use crate::error::{FittsError, Result};
use crate::trial::TrialRecord;
use serde::{Deserialize, Serialize};

/// Lifecycle of one experiment run
#[derive(Copy, Debug, Clone, PartialEq, Eq, Serialize, Deserialize)]
pub enum SessionStatus {
    NotStarted,
    Running,
    Complete,
}

impl Default for SessionStatus {
    fn default() -> Self {
        SessionStatus::NotStarted
    }
}

impl SessionStatus {
    pub fn allows_input(&self) -> bool {
        matches!(self, Self::Running)
    }

    pub fn next(&self) -> Option<Self> {
        use SessionStatus::*;
        Some(match self {
            NotStarted => Running,
            Running => Complete,
            Complete => return None,
        })
    }

    pub fn is_running(&self) -> bool {
        matches!(self, SessionStatus::Running)
    }

    pub fn is_complete(&self) -> bool {
        matches!(self, SessionStatus::Complete)
    }
}

/// One participant's run: status plus the append-only trial log
#[derive(Debug, Clone, Serialize, Deserialize)]
pub struct Session {
    participant_name: String,
    status: SessionStatus,
    trials: Vec<TrialRecord>,
    trial_limit: usize,
    started_at_ms: Option<u64>,
}

impl Session {
    pub fn new(trial_limit: usize) -> Self {
        Self {
            participant_name: String::new(),
            status: SessionStatus::NotStarted,
            trials: Vec::with_capacity(trial_limit),
            trial_limit,
            started_at_ms: None,
        }
    }

    /// Moves `NotStarted -> Running`. The name is stored trimmed.
    pub fn begin(&mut self, participant_name: &str, started_at_ms: u64) -> Result<()> {
        if self.status != SessionStatus::NotStarted {
            return Err(FittsError::SessionAlreadyStarted);
        }
        let name = participant_name.trim();
        if name.is_empty() {
            return Err(FittsError::EmptyParticipantName);
        }
        self.participant_name = name.to_string();
        self.started_at_ms = Some(started_at_ms);
        self.advance();
        Ok(())
    }

    /// Appends a finished trial and flips to `Complete` once the limit is reached.
    /// Records offered outside `Running` are dropped.
    pub fn append(&mut self, record: TrialRecord) -> SessionStatus {
        if !self.status.is_running() {
            return self.status;
        }
        self.trials.push(record);
        if self.trials.len() >= self.trial_limit {
            self.advance();
        }
        self.status
    }

    fn advance(&mut self) {
        if let Some(next) = self.status.next() {
            self.status = next;
        }
    }

    pub fn participant_name(&self) -> &str {
        &self.participant_name
    }

    pub fn status(&self) -> SessionStatus {
        self.status
    }

    pub fn trials(&self) -> &[TrialRecord] {
        &self.trials
    }

    pub fn trial_count(&self) -> usize {
        self.trials.len()
    }

    pub fn trial_limit(&self) -> usize {
        self.trial_limit
    }

    pub fn started_at_ms(&self) -> Option<u64> {
        self.started_at_ms
    }
}
use fitts_core::{Padding, Point, SessionStatus, Viewport};
use fitts_experiment::{ClickOutcome, ExperimentConfig, TrialSequencer};
use fitts_export::{Exporter, FileSink, MemorySink, TimeFormat, read_rows};
use fitts_timing::ManualTimer;
use rand::rngs::StdRng;
use rand::{Rng, SeedableRng};

const VIEWPORT: Viewport = Viewport::new(1280.0, 800.0);
const PADDING: Padding = Padding::new(30.0, 30.0);

/// Runs a complete session, clicking somewhere inside the target each time
/// and sometimes missing first.
fn run_full_session(seed: u64) -> TrialSequencer<ManualTimer, StdRng> {
    let timer = ManualTimer::new(0);
    let mut seq = TrialSequencer::new(
        ExperimentConfig::default(),
        VIEWPORT,
        timer.clone(),
        StdRng::seed_from_u64(seed),
    )
    .unwrap();
    let mut participant = StdRng::seed_from_u64(seed ^ 0xABCD);

    seq.start("Alice").unwrap();
    let mut last_count = 0;

    while !seq.is_complete() {
        timer.advance_ms(participant.random_range(250..1500));

        if participant.random_bool(0.1) {
            let miss = Point::new(1.0, 1.0);
            assert!(matches!(
                seq.click(miss).unwrap(),
                ClickOutcome::Misclick { .. }
            ));
        }

        let target = *seq.target();
        let size = target.size as f64;
        let at = Point::new(
            target.position.x + participant.random_range(0.0..size),
            target.position.y + participant.random_range(0.0..size),
        );
        let outcome = seq.click(at).unwrap();
        assert!(matches!(
            outcome,
            ClickOutcome::Advanced(_) | ClickOutcome::Completed(_)
        ));

        let (count, limit) = seq.progress();
        assert_eq!(count, last_count + 1);
        assert_eq!(limit, 200);
        if count < 200 {
            assert_eq!(seq.status(), SessionStatus::Running);
        }
        assert!(
            seq.target().fits_within(VIEWPORT, PADDING),
            "target left the padded viewport: {:?}",
            seq.target()
        );
        last_count = count;
    }
    seq
}

#[test]
fn test_full_session_completes_at_200() {
    let seq = run_full_session(2024);
    assert_eq!(seq.status(), SessionStatus::Complete);
    assert_eq!(seq.progress(), (200, 200));

    let trials = seq.session().trials();
    assert_eq!(trials.len(), 200);
    assert_eq!(trials[0].elapsed_ms, 0);
    for (idx, trial) in trials.iter().enumerate() {
        assert_eq!(trial.trial_id, idx);
        assert!([400, 500, 600].contains(&trial.distance));
        assert!([64, 128, 200].contains(&trial.size));
    }
    assert!(trials[1..].iter().all(|t| t.elapsed_ms >= 250));
    assert!(trials.iter().map(|t| t.misclicks).sum::<u32>() > 0);
}

#[test]
fn test_alice_export_has_201_lines() {
    let seq = run_full_session(7);
    let mut sink = MemorySink::new();
    Exporter::default().export(seq.session(), &mut sink).unwrap();

    let (filename, contents) = sink.last().unwrap();
    assert_eq!(filename, "Alice_data.csv");
    assert_eq!(contents.lines().count(), 201);

    let rows = read_rows(contents.as_bytes()).unwrap();
    for (row, trial) in rows.iter().zip(seq.session().trials()) {
        assert_eq!(row.distance, trial.distance);
        assert_eq!(row.size, trial.size);
        assert_eq!(row.direction(), Some(trial.direction));
        assert_eq!(row.elapsed_ms(TimeFormat::Compat).unwrap(), trial.elapsed_ms);
        assert_eq!(row.distance_travelled, trial.distance_travelled);
        assert_eq!(row.misclicks, trial.misclicks);
    }
}

#[test]
fn test_export_to_disk() {
    let temp_dir = tempfile::TempDir::new().unwrap();
    let seq = run_full_session(11);
    let mut sink = FileSink::new(temp_dir.path());

    let path = Exporter::new(TimeFormat::Padded)
        .export(seq.session(), &mut sink)
        .unwrap();
    assert!(path.ends_with("Alice_data.csv"));

    let content = std::fs::read_to_string(&path).unwrap();
    let rows = read_rows(content.as_bytes()).unwrap();
    assert_eq!(rows.len(), 200);
    assert!(rows.iter().all(|r| r.time.split('.').nth(1).map(str::len) == Some(3)));
}

#[test]
fn test_same_seed_same_dataset() {
    let a = run_full_session(99);
    let b = run_full_session(99);
    assert_eq!(a.session().trials(), b.session().trials());
}
use serde::{Deserialize, Serialize};

/// A point in viewport pixel coordinates (origin top-left, y grows downward)
#[derive(Debug, Clone, Copy, PartialEq, Default, Serialize, Deserialize)]
pub struct Point {
    pub x: f64,
    pub y: f64,
}

impl Point {
    pub const fn new(x: f64, y: f64) -> Self {
        Self { x, y }
    }

    /// Euclidean distance between two points
    pub fn distance_to(&self, other: Point) -> f64 {
        let dx = self.x - other.x;
        let dy = self.y - other.y;
        (dx * dx + dy * dy).sqrt()
    }
}

#[derive(Debug, Clone, Copy, PartialEq, Serialize, Deserialize)]
pub struct Viewport {
    pub width: f64,
    pub height: f64,
}

impl Viewport {
    pub const fn new(width: f64, height: f64) -> Self {
        Self { width, height }
    }

    pub fn center(&self) -> Point {
        Point::new(self.width / 2.0, self.height / 2.0)
    }
}

/// Margin kept free of the target on each edge of the viewport
#[derive(Debug, Clone, Copy, PartialEq, Serialize, Deserialize)]
pub struct Padding {
    pub x: f64,
    pub y: f64,
}

impl Padding {
    pub const fn new(x: f64, y: f64) -> Self {
        Self { x, y }
    }
}

/// The square target the participant clicks on
#[derive(Debug, Clone, Copy, PartialEq, Serialize, Deserialize)]
pub struct TargetState {
    /// Top-left corner
    pub position: Point,
    /// Side length in pixels
    pub size: u32,
}

impl TargetState {
    pub const fn new(position: Point, size: u32) -> Self {
        Self { position, size }
    }

    /// Hit test, edges count as inside
    pub fn contains(&self, point: Point) -> bool {
        let size = self.size as f64;
        point.x >= self.position.x
            && point.x <= self.position.x + size
            && point.y >= self.position.y
            && point.y <= self.position.y + size
    }

    pub fn center(&self) -> Point {
        let half = self.size as f64 / 2.0;
        Point::new(self.position.x + half, self.position.y + half)
    }

    /// Whether the target lies fully inside the padded viewport
    pub fn fits_within(&self, viewport: Viewport, padding: Padding) -> bool {
        let size = self.size as f64;
        self.position.x >= padding.x
            && self.position.y >= padding.y
            && self.position.x + size <= viewport.width - padding.x
            && self.position.y + size <= viewport.height - padding.y
    }
}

---------------

#### [What is being asked]
Please return the lines above exactly, from the first one down to the line with "pub fn allows_input(&self)", and stop after that line.

#### [Finished task]
use crate::error::{FittsError, Result};
use crate::trial::TrialRecord;
use serde::{Deserialize, Serialize};

/// Lifecycle of one experiment run
#[derive(Copy, Debug, Clone, PartialEq, Eq, Serialize, Deserialize)]
pub enum SessionStatus {
    NotStarted,
    Running,
    Complete,
}

impl Default for SessionStatus {
    fn default() -> Self {
        SessionStatus::NotStarted
    }
}

impl SessionStatus {
    pub fn allows_input(&self) -> bool {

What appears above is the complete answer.